Week Four: Database & SQL – Raihan Al Biruni

In the fourth week of Data Science EHASP, we did quite a lot of meeting to discuss new learning materials from dr. Mulya. The new learning materials are about databases and SQL. The meeting was held for 3 days which are on Monday (22-08-2022), Tuesday (23-08-2022), and Friday (26-08-2022). However, in addition to those meetings, I did another two meetings with my DataCamp group and dr. Budi to discuss our ongoing project. Those two meetings were held on Wednesday (24-08-2022).

Monday: Introduction to Database

Documentation of introduction to database meeting.

In this meeting, the students, including me, were introduced to the term database which is quite familiar among college students like us. However, the term database that we know is only a collection of various data stored in some places (e.g., simple excel files) and it turns out that after the explanation given by dr. Mulya, we were quite surprised because a database is not just an ordinary collection of data, but it’s a collection of data that is well organized, and usually, each data corresponds to the others.

I believe that, a database is quite important for us to understand, especially when taking a survey. After all, it can make it easier for us to create a database, although it doesn’t have to be too detailed because it’s not related to medical science. I hope that we can understand this learning material very well and we can implement it later, especially when conducting research that uses quite a lot of data (big data).

Tuesday: Database Modelling

Documentation of database modeling meeting.

Following a database from the previous meeting, in this meeting, we continued to the second learning material, which is database modeling. We were provided by dr. Mulya with some methods to extract a collection of data, which is IFLS survey data collection, and convert it to a database. Those methods were handled in Microsoft Access, which is quite easy for us because no coding is necessary at all.

To my mind, we must understand database modeling, especially for data scientists because approximately, more than 50% of the data analysis process only consists of data extracting and data cleaning. Hence, this material will be very useful for us in conducting data analysis, especially in health research that involves a lot of data (big data).

Wednesday: DataCamp Project

On this day, we, as a group 3, did two meetings, which are one meeting without dr. Budi and one meeting with dr. Budi. In the first meeting, which is the one without dr. Budi, we continued the progress of our DataCamp project that had previously worked on with dr. Budi.

Documentation of the first meeting on Wednesday, 24 August 2022. In this picture, we were doing task 6 of the project.

We continued 7 tasks of the project which have previously been done in 2 parts from the initial part. Hence, we have worked on 9 parts of which the entire project part is 12 parts. As such, the process of working on the DataCamp project for our group is almost done.

We planned to do the remaining 3 parts of the project next in a meeting with dr. Budi at the same time to explain the process of each part of the project and the obstacles that we experienced before.

Documentation of the second meeting on Wednesday, 24 August 2022. In this picture, we were discussing each task of the project.
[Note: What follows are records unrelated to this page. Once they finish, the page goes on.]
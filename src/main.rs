// Sokoban puzzle generator.
// `generate` prints a fresh puzzle, `solve` runs the solver on an ASCII level,
// `play` opens a generated puzzle in the terminal (WASD or arrows, R restarts, Q quits).

use std::path::{Path, PathBuf};
use std::time::Duration;
use clap::{Parser, Subcommand};
use log::warn;
use rand::SeedableRng;
use rand::rngs::StdRng;
use ratatui::Terminal;
use ratatui::backend::CrosstermBackend;
use std::io;
use sokogen::config::GeneratorConfig;
use sokogen::console_interface::ConsoleInput::*;
use sokogen::console_interface::{
    cleanup_terminal, handle_input, parse_level, render_game, render_maze_to_string, run_then_cleanup,
    setup_terminal,
};
use sokogen::core::{step, GameState, GameUpdate, SharedGameState};
use sokogen::generator::{GeneratedPuzzle, PuzzleGenerator, DEFAULT_TIME_TO_SOLVE};
use sokogen::maze::TemplateCatalog;
use sokogen::models::GameRenderState;
use sokogen::solver::solve;

#[derive(Debug, Parser)]
#[command(author, version, about)]
struct Args {
    #[command(subcommand)]
    command: Command,
}

#[derive(Debug, Subcommand)]
enum Command {
    /// Generate a puzzle and print it.
    Generate {
        #[command(flatten)]
        window: WindowArgs,

        /// Run attempts on this many worker threads. Ignores --seed.
        #[arg(long, value_name = "N")]
        jobs: Option<usize>,

        /// Time limit in seconds written into the JSON payload.
        #[arg(long, value_name = "SECS", default_value_t = DEFAULT_TIME_TO_SOLVE.as_secs())]
        time_to_solve: u64,

        /// JSON template catalog to build from instead of the built-in one.
        #[arg(long, value_name = "FILE")]
        templates: Option<PathBuf>,

        /// Print the `[time_ms, maze]` payload instead of ASCII.
        #[arg(long)]
        json: bool,
    },
    /// Solve an ASCII level file.
    Solve {
        level: PathBuf,

        #[arg(long, value_name = "FILE")]
        config: Option<PathBuf>,
    },
    /// Play a freshly generated puzzle.
    Play {
        #[command(flatten)]
        window: WindowArgs,
    },
}

#[derive(Debug, clap::Args)]
struct WindowArgs {
    #[arg(long, value_name = "N")]
    min_moves: Option<usize>,

    #[arg(long, value_name = "N")]
    max_moves: Option<usize>,

    #[arg(long, value_name = "SEED")]
    seed: Option<u64>,

    /// JSON generator configuration. Flags take precedence.
    #[arg(long, value_name = "FILE")]
    config: Option<PathBuf>,
}

fn main() -> Result<(), Box<dyn std::error::Error>> {
    env_logger::init();
    let args = Args::parse();

    match args.command {
        Command::Generate { window, jobs, time_to_solve, templates, json } => {
            let catalog = match &templates {
                Some(path) => TemplateCatalog::from_json_file(path)?,
                None => TemplateCatalog::builtin(),
            };
            let puzzle = generate_puzzle(&window, catalog, jobs)?;
            if json {
                println!("{}", puzzle.payload_json(Duration::from_secs(time_to_solve))?);
            } else {
                print!("{}", render_maze_to_string(&puzzle.maze));
                println!("moves: {}", puzzle.moves);
            }
        }
        Command::Solve { level, config } => {
            let config = load_config(config.as_deref())?;
            let maze = parse_level(&std::fs::read_to_string(&level)?);
            let solution = solve(&maze, &config.solver)?;
            println!(
                "moves: {}, pushes: {}, iterations: {}",
                solution.moves, solution.pushes, solution.iterations
            );
        }
        Command::Play { window } => {
            let puzzle = generate_puzzle(&window, TemplateCatalog::builtin(), None)?;
            let (shared, boxes, players) = SharedGameState::from_maze(&puzzle.maze);
            let player = players.first().copied().ok_or("generated puzzle has no player")?;
            let mut terminal = setup_terminal()?;
            run_then_cleanup(
                || run_interactive(&shared, GameState::new(player, boxes), Some(puzzle.moves), &mut terminal),
                cleanup_terminal,
            )?;
        }
    }

    Ok(())
}

fn load_config(path: Option<&Path>) -> Result<GeneratorConfig, Box<dyn std::error::Error>> {
    Ok(match path {
        Some(path) => GeneratorConfig::from_json_file(path)?,
        None => GeneratorConfig::default(),
    })
}

fn generate_puzzle(
    window: &WindowArgs,
    catalog: TemplateCatalog,
    jobs: Option<usize>,
) -> Result<GeneratedPuzzle, Box<dyn std::error::Error>> {
    let mut config = load_config(window.config.as_deref())?;
    if let Some(min) = window.min_moves {
        config.min_moves = min;
    }
    if let Some(max) = window.max_moves {
        config.max_moves = max;
    }

    let generator = PuzzleGenerator::new(config, catalog);
    let puzzle = match (jobs, window.seed) {
        (Some(jobs), seed) => {
            if seed.is_some() {
                warn!("--seed has no effect together with --jobs");
            }
            generator.generate_parallel(jobs)?
        }
        (None, Some(seed)) => generator.generate(&mut StdRng::seed_from_u64(seed))?,
        (None, None) => generator.generate(&mut rand::rng())?,
    };
    Ok(puzzle)
}

fn run_interactive(
    shared: &SharedGameState,
    initial: GameState,
    par: Option<usize>,
    terminal: &mut Terminal<CrosstermBackend<io::Stdout>>,
) -> Result<(), Box<dyn std::error::Error>> {
    let mut state = GameRenderState::new(initial.clone(), par);
    render_game(terminal, shared, &state)?;

    loop {
        match handle_input() {
            Ok(Quit) => break,
            Ok(Restart) => {
                state = GameRenderState::new(initial.clone(), par);
                render_game(terminal, shared, &state)?;
            }
            Ok(UserAction(user_action)) => {
                match step(shared, &state.game, user_action) {
                    GameUpdate::NextState(new_state, change_type) => {
                        state.game = new_state;
                        state.moves += 1;
                        state.last_change = Some(change_type);
                        state.error = None;
                    }
                    GameUpdate::Error(err) => {
                        state.error = Some(err.to_string());
                    }
                }
                state.won = shared.is_won(&state.game);
                render_game(terminal, shared, &state)?;

                if state.won {
                    // Keep showing the win screen until user inputs
                    loop {
                        match handle_input() {
                            Ok(Timeout) => {}
                            Ok(_) => break,
                            Err(_) => {
                                println!("error reading input");
                                break;
                            }
                        }
                    }
                    break;
                }
            }
            Ok(_) => {
                // No input, continue polling
            }
            Err(_) => {
                println!("error reading input");
                break;
            }
        }
    }

    Ok(())
}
Through working on this project independently, I think it’s quite effective, especially to streamline the learning time from this EHASP which is quite short so that the material we study can be thorough. In addition, by doing the project independently, we can also explore any errors in the work process so that we can find solutions independently as well of course.

Nevertheless, I feel that what we need to pay attention to is the process of each part of the project. Each part of the project has various coding functions that have a certain purpose. Therefore, we need to understand each of these functions to be able to understand the essence of the project and its results and conclusions.

Friday: SQL

In this quite short meeting, dr. Mulya provided us with the last learning material regarding the database, which is the SQL or Structured Query Language.

If you want to export data from a database or create a database from your research data, it is obvious that you must be able to understand the programming language used in the database. In a database itself, the programming language used is SQL and it has a different syntax from R and Python that have been previously studied. Most of the syntax in SQL relates to functions for a table.

At this meeting, dr. Mulya provided us with an example of how to create a database using a MySQL application. However, the script of the database has been provided so that it only needs to be run and the table will be created. Then, we are asked to look at the design/model of the database that has been created so that we can understand the design/model of a proper database.

The process of creating tables from the script.

I believe that this material is quite important to understand, especially in the field of data science which is very closely related to databases. By understanding SQL and database modeling, we can make the data ecosystem neater so that it is easy to analyze.